Entries taken from a collection
+ + + + + + +

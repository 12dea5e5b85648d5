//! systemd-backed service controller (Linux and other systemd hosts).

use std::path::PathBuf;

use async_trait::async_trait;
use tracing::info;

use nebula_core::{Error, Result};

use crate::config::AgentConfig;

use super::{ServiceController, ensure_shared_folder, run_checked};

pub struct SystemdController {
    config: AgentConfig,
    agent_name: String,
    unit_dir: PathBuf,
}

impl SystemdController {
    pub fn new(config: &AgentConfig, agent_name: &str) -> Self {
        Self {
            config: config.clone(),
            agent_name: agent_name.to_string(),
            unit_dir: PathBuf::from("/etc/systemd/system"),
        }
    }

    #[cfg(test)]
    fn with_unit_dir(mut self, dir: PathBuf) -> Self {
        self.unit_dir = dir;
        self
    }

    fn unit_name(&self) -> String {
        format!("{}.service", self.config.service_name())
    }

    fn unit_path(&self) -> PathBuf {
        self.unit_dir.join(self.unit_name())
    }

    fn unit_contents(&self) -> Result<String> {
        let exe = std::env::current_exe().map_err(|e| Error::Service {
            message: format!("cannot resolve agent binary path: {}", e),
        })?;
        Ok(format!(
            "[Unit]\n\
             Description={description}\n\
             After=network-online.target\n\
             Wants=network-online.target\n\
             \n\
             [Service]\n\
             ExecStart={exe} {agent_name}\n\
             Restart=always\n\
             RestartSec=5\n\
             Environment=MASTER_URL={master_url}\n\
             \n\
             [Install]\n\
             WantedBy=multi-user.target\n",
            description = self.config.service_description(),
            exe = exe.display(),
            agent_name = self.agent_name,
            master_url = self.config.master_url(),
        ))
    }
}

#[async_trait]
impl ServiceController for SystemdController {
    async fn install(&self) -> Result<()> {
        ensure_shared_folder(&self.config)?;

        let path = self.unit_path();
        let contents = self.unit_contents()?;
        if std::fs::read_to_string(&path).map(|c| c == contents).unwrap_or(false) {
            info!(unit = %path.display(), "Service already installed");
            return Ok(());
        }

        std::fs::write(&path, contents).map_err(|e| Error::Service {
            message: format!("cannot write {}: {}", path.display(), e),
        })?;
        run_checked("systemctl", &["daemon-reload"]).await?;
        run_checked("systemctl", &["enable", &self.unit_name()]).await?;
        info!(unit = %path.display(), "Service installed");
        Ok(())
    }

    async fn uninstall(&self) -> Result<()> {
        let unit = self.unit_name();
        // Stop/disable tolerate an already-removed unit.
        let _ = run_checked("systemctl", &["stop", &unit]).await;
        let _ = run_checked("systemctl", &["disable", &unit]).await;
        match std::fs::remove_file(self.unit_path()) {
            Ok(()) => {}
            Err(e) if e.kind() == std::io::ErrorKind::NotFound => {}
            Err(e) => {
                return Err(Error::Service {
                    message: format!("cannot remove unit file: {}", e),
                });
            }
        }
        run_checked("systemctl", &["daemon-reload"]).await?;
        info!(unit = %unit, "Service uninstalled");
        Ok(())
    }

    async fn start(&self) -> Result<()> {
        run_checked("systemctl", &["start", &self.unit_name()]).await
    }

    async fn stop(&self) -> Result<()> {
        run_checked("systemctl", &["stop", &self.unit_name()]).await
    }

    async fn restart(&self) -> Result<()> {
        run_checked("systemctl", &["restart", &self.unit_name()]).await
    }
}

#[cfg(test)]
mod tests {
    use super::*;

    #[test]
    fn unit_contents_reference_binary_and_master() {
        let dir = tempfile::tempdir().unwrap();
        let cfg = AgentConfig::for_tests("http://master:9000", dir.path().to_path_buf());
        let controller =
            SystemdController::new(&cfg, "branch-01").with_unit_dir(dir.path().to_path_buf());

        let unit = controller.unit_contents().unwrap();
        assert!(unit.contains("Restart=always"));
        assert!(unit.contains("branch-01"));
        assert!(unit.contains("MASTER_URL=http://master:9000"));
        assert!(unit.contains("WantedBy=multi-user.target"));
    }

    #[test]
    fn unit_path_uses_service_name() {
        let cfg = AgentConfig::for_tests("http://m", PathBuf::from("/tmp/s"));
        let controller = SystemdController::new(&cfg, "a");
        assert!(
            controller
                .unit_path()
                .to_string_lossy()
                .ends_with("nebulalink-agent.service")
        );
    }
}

+ + + + + + +

**Work required**
Every line above should be written out again, unchanged.

**Output for this task**
repository 12dea5e5b85648d5
//! systemd-backed service controller (Linux and other systemd hosts).

use std::path::PathBuf;

use async_trait::async_trait;
use tracing::info;

use nebula_core::{Error, Result};

use crate::config::AgentConfig;

use super::{ServiceController, ensure_shared_folder, run_checked};

pub struct SystemdController {
    config: AgentConfig,
    agent_name: String,
    unit_dir: PathBuf,
}

impl SystemdController {
    pub fn new(config: &AgentConfig, agent_name: &str) -> Self {
        Self {
            config: config.clone(),
            agent_name: agent_name.to_string(),
            unit_dir: PathBuf::from("/etc/systemd/system"),
        }
    }

    #[cfg(test)]
    fn with_unit_dir(mut self, dir: PathBuf) -> Self {
        self.unit_dir = dir;
        self
    }

    fn unit_name(&self) -> String {
        format!("{}.service", self.config.service_name())
    }

    fn unit_path(&self) -> PathBuf {
        self.unit_dir.join(self.unit_name())
    }

    fn unit_contents(&self) -> Result<String> {
        let exe = std::env::current_exe().map_err(|e| Error::Service {
            message: format!("cannot resolve agent binary path: {}", e),
        })?;
        Ok(format!(
            "[Unit]\n\
             Description={description}\n\
             After=network-online.target\n\
             Wants=network-online.target\n\
             \n\
             [Service]\n\
             ExecStart={exe} {agent_name}\n\
             Restart=always\n\
             RestartSec=5\n\
             Environment=MASTER_URL={master_url}\n\
             \n\
             [Install]\n\
             WantedBy=multi-user.target\n",
            description = self.config.service_description(),
            exe = exe.display(),
            agent_name = self.agent_name,
            master_url = self.config.master_url(),
        ))
    }
}

#[async_trait]
impl ServiceController for SystemdController {
    async fn install(&self) -> Result<()> {
        ensure_shared_folder(&self.config)?;

        let path = self.unit_path();
        let contents = self.unit_contents()?;
        if std::fs::read_to_string(&path).map(|c| c == contents).unwrap_or(false) {
            info!(unit = %path.display(), "Service already installed");
            return Ok(());
        }

        std::fs::write(&path, contents).map_err(|e| Error::Service {
            message: format!("cannot write {}: {}", path.display(), e),
        })?;
        run_checked("systemctl", &["daemon-reload"]).await?;
        run_checked("systemctl", &["enable", &self.unit_name()]).await?;
        info!(unit = %path.display(), "Service installed");
        Ok(())
    }

    async fn uninstall(&self) -> Result<()> {
        let unit = self.unit_name();
        // Stop/disable tolerate an already-removed unit.
        let _ = run_checked("systemctl", &["stop", &unit]).await;
        let _ = run_checked("systemctl", &["disable", &unit]).await;
        match std::fs::remove_file(self.unit_path()) {
            Ok(()) => {}
            Err(e) if e.kind() == std::io::ErrorKind::NotFound => {}
            Err(e) => {
                return Err(Error::Service {
                    message: format!("cannot remove unit file: {}", e),
                });
            }
        }
        run_checked("systemctl", &["daemon-reload"]).await?;
        info!(unit = %unit, "Service uninstalled");
        Ok(())
    }

    async fn start(&self) -> Result<()> {
        run_checked("systemctl", &["start", &self.unit_name()]).await
    }

    async fn stop(&self) -> Result<()> {
        run_checked("systemctl", &["stop", &self.unit_name()]).await
    }

    async fn restart(&self) -> Result<()> {
        run_checked("systemctl", &["restart", &self.unit_name()]).await
    }
}

#[cfg(test)]
mod tests {
    use super::*;

    #[test]
    fn unit_contents_reference_binary_and_master() {
        let dir = tempfile::tempdir().unwrap();
        let cfg = AgentConfig::for_tests("http://master:9000", dir.path().to_path_buf());
        let controller =
            SystemdController::new(&cfg, "branch-01").with_unit_dir(dir.path().to_path_buf());

        let unit = controller.unit_contents().unwrap();
        assert!(unit.contains("Restart=always"));
        assert!(unit.contains("branch-01"));
        assert!(unit.contains("MASTER_URL=http://master:9000"));
        assert!(unit.contains("WantedBy=multi-user.target"));
    }

    #[test]
    fn unit_path_uses_service_name() {
        let cfg = AgentConfig::for_tests("http://m", PathBuf::from("/tmp/s"));
        let controller = SystemdController::new(&cfg, "a");
        assert!(
            controller
                .unit_path()
                .to_string_lossy()
                .ends_with("nebulalink-agent.service")
        );
    }
}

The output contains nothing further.